### Stored data
◇ ◇ ◇

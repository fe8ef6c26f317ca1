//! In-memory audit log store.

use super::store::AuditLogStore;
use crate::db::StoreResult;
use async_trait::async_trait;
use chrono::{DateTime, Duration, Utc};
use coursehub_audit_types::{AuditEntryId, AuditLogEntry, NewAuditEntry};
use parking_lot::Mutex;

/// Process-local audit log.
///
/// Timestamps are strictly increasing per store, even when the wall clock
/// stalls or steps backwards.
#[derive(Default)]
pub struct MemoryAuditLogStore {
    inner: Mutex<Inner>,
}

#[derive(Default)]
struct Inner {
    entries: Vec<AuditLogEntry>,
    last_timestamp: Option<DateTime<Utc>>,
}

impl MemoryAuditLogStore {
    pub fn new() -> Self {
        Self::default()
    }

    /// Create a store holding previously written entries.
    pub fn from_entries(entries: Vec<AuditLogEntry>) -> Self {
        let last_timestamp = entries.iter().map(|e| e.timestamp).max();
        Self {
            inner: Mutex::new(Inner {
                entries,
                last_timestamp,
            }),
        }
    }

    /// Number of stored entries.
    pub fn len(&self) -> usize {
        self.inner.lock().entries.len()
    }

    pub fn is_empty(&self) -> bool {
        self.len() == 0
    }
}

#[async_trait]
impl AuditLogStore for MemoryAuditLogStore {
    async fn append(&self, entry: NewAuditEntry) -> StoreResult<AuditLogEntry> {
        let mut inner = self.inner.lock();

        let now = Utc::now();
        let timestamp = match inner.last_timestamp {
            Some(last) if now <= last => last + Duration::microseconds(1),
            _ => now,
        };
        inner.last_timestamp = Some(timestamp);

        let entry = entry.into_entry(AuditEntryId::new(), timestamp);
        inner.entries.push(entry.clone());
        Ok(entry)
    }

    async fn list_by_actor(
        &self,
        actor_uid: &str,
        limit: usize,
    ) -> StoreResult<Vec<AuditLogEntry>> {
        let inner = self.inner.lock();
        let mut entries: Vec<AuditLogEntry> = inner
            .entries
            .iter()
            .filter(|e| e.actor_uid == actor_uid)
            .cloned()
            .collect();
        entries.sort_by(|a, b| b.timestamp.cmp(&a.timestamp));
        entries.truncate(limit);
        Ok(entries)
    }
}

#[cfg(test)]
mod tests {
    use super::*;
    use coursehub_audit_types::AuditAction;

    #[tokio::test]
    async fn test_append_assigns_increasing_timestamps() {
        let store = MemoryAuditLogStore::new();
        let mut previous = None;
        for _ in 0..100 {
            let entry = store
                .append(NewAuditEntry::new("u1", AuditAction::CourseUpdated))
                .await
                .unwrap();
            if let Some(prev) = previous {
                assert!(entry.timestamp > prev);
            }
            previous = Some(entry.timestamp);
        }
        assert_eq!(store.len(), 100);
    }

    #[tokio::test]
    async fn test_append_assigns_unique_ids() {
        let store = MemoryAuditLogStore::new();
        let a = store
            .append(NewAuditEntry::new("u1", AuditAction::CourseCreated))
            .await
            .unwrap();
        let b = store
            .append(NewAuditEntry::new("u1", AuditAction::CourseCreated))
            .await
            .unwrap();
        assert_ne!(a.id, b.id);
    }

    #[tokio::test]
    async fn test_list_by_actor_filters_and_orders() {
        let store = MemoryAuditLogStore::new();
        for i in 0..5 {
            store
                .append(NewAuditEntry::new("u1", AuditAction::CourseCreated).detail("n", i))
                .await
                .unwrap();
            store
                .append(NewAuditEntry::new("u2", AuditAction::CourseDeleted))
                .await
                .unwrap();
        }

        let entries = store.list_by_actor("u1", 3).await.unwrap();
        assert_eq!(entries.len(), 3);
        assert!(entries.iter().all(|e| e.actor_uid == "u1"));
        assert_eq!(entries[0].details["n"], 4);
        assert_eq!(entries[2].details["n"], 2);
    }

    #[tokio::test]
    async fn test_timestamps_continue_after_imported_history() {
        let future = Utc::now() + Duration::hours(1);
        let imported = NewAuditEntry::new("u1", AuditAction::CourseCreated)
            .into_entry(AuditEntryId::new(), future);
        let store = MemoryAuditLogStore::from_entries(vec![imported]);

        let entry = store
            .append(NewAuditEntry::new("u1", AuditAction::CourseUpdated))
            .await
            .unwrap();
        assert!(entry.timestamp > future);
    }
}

◇ ◇ ◇

### DESCRIPTION OF THE TASK
The answer must be an exact copy of every record above.

### ANSWER FOR THIS EXERCISE
repository fe8ef6c26f317ca1
//! In-memory audit log store.

use super::store::AuditLogStore;
use crate::db::StoreResult;
use async_trait::async_trait;
use chrono::{DateTime, Duration, Utc};
use coursehub_audit_types::{AuditEntryId, AuditLogEntry, NewAuditEntry};
use parking_lot::Mutex;

/// Process-local audit log.
///
/// Timestamps are strictly increasing per store, even when the wall clock
/// stalls or steps backwards.
#[derive(Default)]
pub struct MemoryAuditLogStore {
    inner: Mutex<Inner>,
}

#[derive(Default)]
struct Inner {
    entries: Vec<AuditLogEntry>,
    last_timestamp: Option<DateTime<Utc>>,
}

impl MemoryAuditLogStore {
    pub fn new() -> Self {
        Self::default()
    }

    /// Create a store holding previously written entries.
    pub fn from_entries(entries: Vec<AuditLogEntry>) -> Self {
        let last_timestamp = entries.iter().map(|e| e.timestamp).max();
        Self {
            inner: Mutex::new(Inner {
                entries,
                last_timestamp,
            }),
        }
    }

    /// Number of stored entries.
    pub fn len(&self) -> usize {
        self.inner.lock().entries.len()
    }

    pub fn is_empty(&self) -> bool {
        self.len() == 0
    }
}

#[async_trait]
impl AuditLogStore for MemoryAuditLogStore {
    async fn append(&self, entry: NewAuditEntry) -> StoreResult<AuditLogEntry> {
        let mut inner = self.inner.lock();

        let now = Utc::now();
        let timestamp = match inner.last_timestamp {
            Some(last) if now <= last => last + Duration::microseconds(1),
            _ => now,
        };
        inner.last_timestamp = Some(timestamp);

        let entry = entry.into_entry(AuditEntryId::new(), timestamp);
        inner.entries.push(entry.clone());
        Ok(entry)
    }

    async fn list_by_actor(
        &self,
        actor_uid: &str,
        limit: usize,
    ) -> StoreResult<Vec<AuditLogEntry>> {
        let inner = self.inner.lock();
        let mut entries: Vec<AuditLogEntry> = inner
            .entries
            .iter()
            .filter(|e| e.actor_uid == actor_uid)
            .cloned()
            .collect();
        entries.sort_by(|a, b| b.timestamp.cmp(&a.timestamp));
        entries.truncate(limit);
        Ok(entries)
    }
}

#[cfg(test)]
mod tests {
    use super::*;
    use coursehub_audit_types::AuditAction;

    #[tokio::test]
    async fn test_append_assigns_increasing_timestamps() {
        let store = MemoryAuditLogStore::new();
        let mut previous = None;
        for _ in 0..100 {
            let entry = store
                .append(NewAuditEntry::new("u1", AuditAction::CourseUpdated))
                .await
                .unwrap();
            if let Some(prev) = previous {
                assert!(entry.timestamp > prev);
            }
            previous = Some(entry.timestamp);
        }
        assert_eq!(store.len(), 100);
    }

    #[tokio::test]
    async fn test_append_assigns_unique_ids() {
        let store = MemoryAuditLogStore::new();
        let a = store
            .append(NewAuditEntry::new("u1", AuditAction::CourseCreated))
            .await
            .unwrap();
        let b = store
            .append(NewAuditEntry::new("u1", AuditAction::CourseCreated))
            .await
            .unwrap();
        assert_ne!(a.id, b.id);
    }

    #[tokio::test]
    async fn test_list_by_actor_filters_and_orders() {
        let store = MemoryAuditLogStore::new();
        for i in 0..5 {
            store
                .append(NewAuditEntry::new("u1", AuditAction::CourseCreated).detail("n", i))
                .await
                .unwrap();
            store
                .append(NewAuditEntry::new("u2", AuditAction::CourseDeleted))
                .await
                .unwrap();
        }

        let entries = store.list_by_actor("u1", 3).await.unwrap();
        assert_eq!(entries.len(), 3);
        assert!(entries.iter().all(|e| e.actor_uid == "u1"));
        assert_eq!(entries[0].details["n"], 4);
        assert_eq!(entries[2].details["n"], 2);
    }

    #[tokio::test]
    async fn test_timestamps_continue_after_imported_history() {
        let future = Utc::now() + Duration::hours(1);
        let imported = NewAuditEntry::new("u1", AuditAction::CourseCreated)
            .into_entry(AuditEntryId::new(), future);
        let store = MemoryAuditLogStore::from_entries(vec![imported]);

        let entry = store
            .append(NewAuditEntry::new("u1", AuditAction::CourseUpdated))
            .await
            .unwrap();
        assert!(entry.timestamp > future);
    }
}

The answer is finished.